Shrinking Farmlands The Focus of Idaho Ag Forum

ID Ag Forum, 2/8/18

ID Ag Forum, 2/8/18

Steeped in rich agricultural heritage, Idaho's farmers and their private lands are feeding the nation and providing important wildlife and fish habitats.  According to the Department of Labor, Idaho's agriculture sector contributes about $3 billion to the Idaho state economy.  Our agricultural heritage has positioned our state as:

In urban centers, we are often removed from our agriculture heritage, its value to our state, and the issues that impact our farmers.  If anything, urban circles hear more about the impact of non-point source water pollution caused by polluted runoff from agricultural areas affecting our rivers.  However, this year I was invited by our IBO Board Member, Merrill Beyeler a rancher from Lemhi County, to attend Idaho's Ag Forum titled, Agriculture:  Yesterday, Today, and Tomorrow.  This forum placed the urban/rural divide front and center in order to explore how Idaho farmers can best address the continued loss of farmland due to urbanization. 

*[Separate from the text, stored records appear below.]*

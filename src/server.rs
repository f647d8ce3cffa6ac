//! # Server Configuration
//!
//! Router assembly, shared state and the OpenAPI document for the HR API.

use std::sync::Arc;

use axum::{
    Router,
    http::{HeaderValue, Method, header},
    middleware,
    routing::{get, post, put},
};
use sea_orm::DatabaseConnection;
use tower_http::{cors::CorsLayer, trace::TraceLayer};
use utoipa::openapi::security::{HttpAuthScheme, HttpBuilder, SecurityScheme};
use utoipa::{Modify, OpenApi};
use utoipa_swagger_ui::SwaggerUi;

use crate::auth::auth_middleware;
use crate::config::{AppConfig, ConfigError};
use crate::handlers::{self, attendance, auth, departments, employees, leaves, users};
use crate::rules::AttendancePolicy;
use crate::telemetry::trace_id_middleware;
use crate::tokens::TokenService;

/// Application state containing shared resources
#[derive(Clone)]
pub struct AppState {
    pub config: Arc<AppConfig>,
    pub db: DatabaseConnection,
    pub tokens: TokenService,
    pub policy: AttendancePolicy,
}

impl AppState {
    /// Derives the token service and attendance rules from `config`.
    pub fn new(config: AppConfig, db: DatabaseConnection) -> Result<Self, ConfigError> {
        let tokens = TokenService::from_config(&config)?;
        let policy = config.attendance_policy()?;
        Ok(Self {
            config: Arc::new(config),
            db,
            tokens,
            policy,
        })
    }
}

fn cors_layer(config: &AppConfig) -> CorsLayer {
    let origins: Vec<HeaderValue> = config
        .cors_allowed_origins
        .iter()
        .filter_map(|origin| match HeaderValue::from_str(origin.trim()) {
            Ok(value) => Some(value),
            Err(_) => {
                tracing::warn!(origin = %origin, "Ignoring invalid CORS origin");
                None
            }
        })
        .collect();

    CorsLayer::new()
        .allow_origin(origins)
        .allow_methods([Method::GET, Method::POST, Method::PUT, Method::DELETE])
        .allow_headers([header::CONTENT_TYPE, header::AUTHORIZATION])
        .allow_credentials(true)
}

/// Creates and configures the Axum application router
pub fn create_app(state: AppState) -> Router {
    let public = Router::new()
        .route("/", get(handlers::root))
        .route("/health", get(handlers::health))
        .route("/api/v1/auth/login", post(auth::login))
        .route("/api/v1/auth/register", post(auth::register))
        .route("/api/v1/auth/refresh", post(auth::refresh));

    let protected = Router::new()
        .route("/api/v1/auth/profile", get(auth::profile))
        .route("/api/v1/auth/change-password", post(auth::change_password))
        .route(
            "/api/v1/employees",
            get(employees::list_employees).post(employees::create_employee),
        )
        .route(
            "/api/v1/employees/{id}",
            get(employees::get_employee)
                .put(employees::update_employee)
                .delete(employees::delete_employee),
        )
        .route(
            "/api/v1/departments",
            get(departments::list_departments).post(departments::create_department),
        )
        .route(
            "/api/v1/departments/{id}",
            get(departments::get_department)
                .put(departments::update_department)
                .delete(departments::delete_department),
        )
        .route("/api/v1/attendance/checkin", post(attendance::check_in))
        .route("/api/v1/attendance/checkout", post(attendance::check_out))
        .route("/api/v1/attendance/today", get(attendance::today))
        .route("/api/v1/attendance/history", get(attendance::history))
        .route("/api/v1/attendance/stats", get(attendance::stats))
        .route(
            "/api/v1/leaves",
            get(leaves::list_leaves).post(leaves::create_leave),
        )
        .route("/api/v1/leaves/types", get(leaves::leave_types))
        .route("/api/v1/leaves/statuses", get(leaves::leave_statuses))
        .route(
            "/api/v1/leaves/{id}",
            get(leaves::get_leave)
                .put(leaves::update_leave)
                .delete(leaves::cancel_leave),
        )
        .route("/api/v1/leaves/{id}/approve", post(leaves::approve_leave))
        .route("/api/v1/admin/users", get(users::list_users))
        .route(
            "/api/v1/admin/users/{id}",
            put(users::update_user).delete(users::delete_user),
        )
        .route("/api/v1/admin/attendance", get(attendance::list_all))
        .route_layer(middleware::from_fn_with_state(
            state.clone(),
            auth_middleware,
        ));

    let cors = cors_layer(&state.config);

    Router::new()
        .merge(public)
        .merge(protected)
        .with_state(state)
        .merge(SwaggerUi::new("/docs").url("/openapi.json", ApiDoc::openapi()))
        .layer(middleware::from_fn(trace_id_middleware))
        .layer(TraceLayer::new_for_http())
        .layer(cors)
}

/// Starts the server with the given state
pub async fn run_server(state: AppState) -> anyhow::Result<()> {
    let addr = state
        .config
        .bind_addr()
        .map_err(|e| anyhow::anyhow!("Invalid server address: {}", e))?;
    let profile = state.config.profile.clone();
    let app = create_app(state);

    let listener = tokio::net::TcpListener::bind(addr).await?;
    tracing::info!(%addr, %profile, "Server listening");

    axum::serve(listener, app)
        .with_graceful_shutdown(shutdown_signal())
        .await?;

    Ok(())
}

async fn shutdown_signal() {
    if let Err(err) = tokio::signal::ctrl_c().await {
        tracing::error!(error = %err, "Failed to listen for shutdown signal");
        return;
    }
    tracing::info!("Shutdown signal received");
}

struct BearerAuth;

impl Modify for BearerAuth {
    fn modify(&self, openapi: &mut utoipa::openapi::OpenApi) {
        let components = openapi.components.get_or_insert_with(Default::default);
        components.add_security_scheme(
            "bearer_auth",
            SecurityScheme::Http(
                HttpBuilder::new()
                    .scheme(HttpAuthScheme::Bearer)
                    .bearer_format("JWT")
                    .build(),
            ),
        );
    }
}

/// OpenAPI documentation
#[derive(OpenApi)]
#[openapi(
    paths(
        crate::handlers::root,
        crate::handlers::health,
        crate::handlers::auth::login,
        crate::handlers::auth::register,
        crate::handlers::auth::refresh,
        crate::handlers::auth::change_password,
        crate::handlers::auth::profile,
        crate::handlers::employees::list_employees,
        crate::handlers::employees::get_employee,
        crate::handlers::employees::create_employee,
        crate::handlers::employees::update_employee,
        crate::handlers::employees::delete_employee,
        crate::handlers::departments::list_departments,
        crate::handlers::departments::get_department,
        crate::handlers::departments::create_department,
        crate::handlers::departments::update_department,
        crate::handlers::departments::delete_department,
        crate::handlers::attendance::check_in,
        crate::handlers::attendance::check_out,
        crate::handlers::attendance::today,
        crate::handlers::attendance::history,
        crate::handlers::attendance::stats,
        crate::handlers::attendance::list_all,
        crate::handlers::leaves::list_leaves,
        crate::handlers::leaves::get_leave,
        crate::handlers::leaves::create_leave,
        crate::handlers::leaves::update_leave,
        crate::handlers::leaves::cancel_leave,
        crate::handlers::leaves::approve_leave,
        crate::handlers::leaves::leave_types,
        crate::handlers::leaves::leave_statuses,
        crate::handlers::users::list_users,
        crate::handlers::users::update_user,
        crate::handlers::users::delete_user,
    ),
    components(
        schemas(
            crate::models::ServiceInfo,
            crate::error::ApiError,
            crate::handlers::HealthResponse,
            crate::handlers::types::Pagination,
            crate::handlers::types::MessageResponse,
            crate::rules::AttendanceStats,
        )
    ),
    modifiers(&BearerAuth),
    tags(
        (name = "root", description = "Service information and health"),
        (name = "auth", description = "Login, registration and sessions"),
        (name = "employees", description = "Employee directory"),
        (name = "departments", description = "Departments"),
        (name = "attendance", description = "Daily check-in and check-out"),
        (name = "leaves", description = "Leave requests and approvals"),
        (name = "admin", description = "Administration"),
    ),
    info(
        title = "HR Service API",
        description = "Employees, departments, attendance and leave management",
        version = env!("CARGO_PKG_VERSION"),
    )
)]
pub struct ApiDoc;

I heard a broad range of approaches raised to try to explore this problem - how do we feed a growing population as our farmlands are declining?   What was clear is this issue had brought research scientists, policy makers, county leaders, farmers and ranchers together to consider best practices that would allow them to produce affordable food for our growing population in the face of shrinking farmland here in the Treasure Valley.  

BSU professor, Dr. Jodi Brandt, a land-use scientist who studies landscape change and its drivers, and the impacts of landscape change on biodiversity and ecosystem services, presented her research.  She has modeled predicted declines in farmland against the backdrop of predicted increases in Idaho's population to 2100.  I also enjoyed an award winning speech delivered by a Meridian High School FFA student, Ashton Shaul.  For Shaul "the solution is right in front of us," if we can get over our fear of biotech and GMO's.  For her this growing field of science offers the opportunity to produce more food on less land, with less environmental impact. IBO's Board member and the Chairman of Lemhi Regional Land Trust, Merrill Beyeler, explained the way farmers might come together in their community like many of the ranchers in Lemhi County have done. Beyeler suggests voluntary conservation easements might help support conservation, wildlife habitat and trout runs as well as a viable path to keep their large ranches intact for the next generation. 

It is clear that the future of farming in Idaho is not without challenges.  Our end goals are the same as we work to preserve Idaho's land, as well as the fish and wildlife corridors and open space our farms and ranches provide.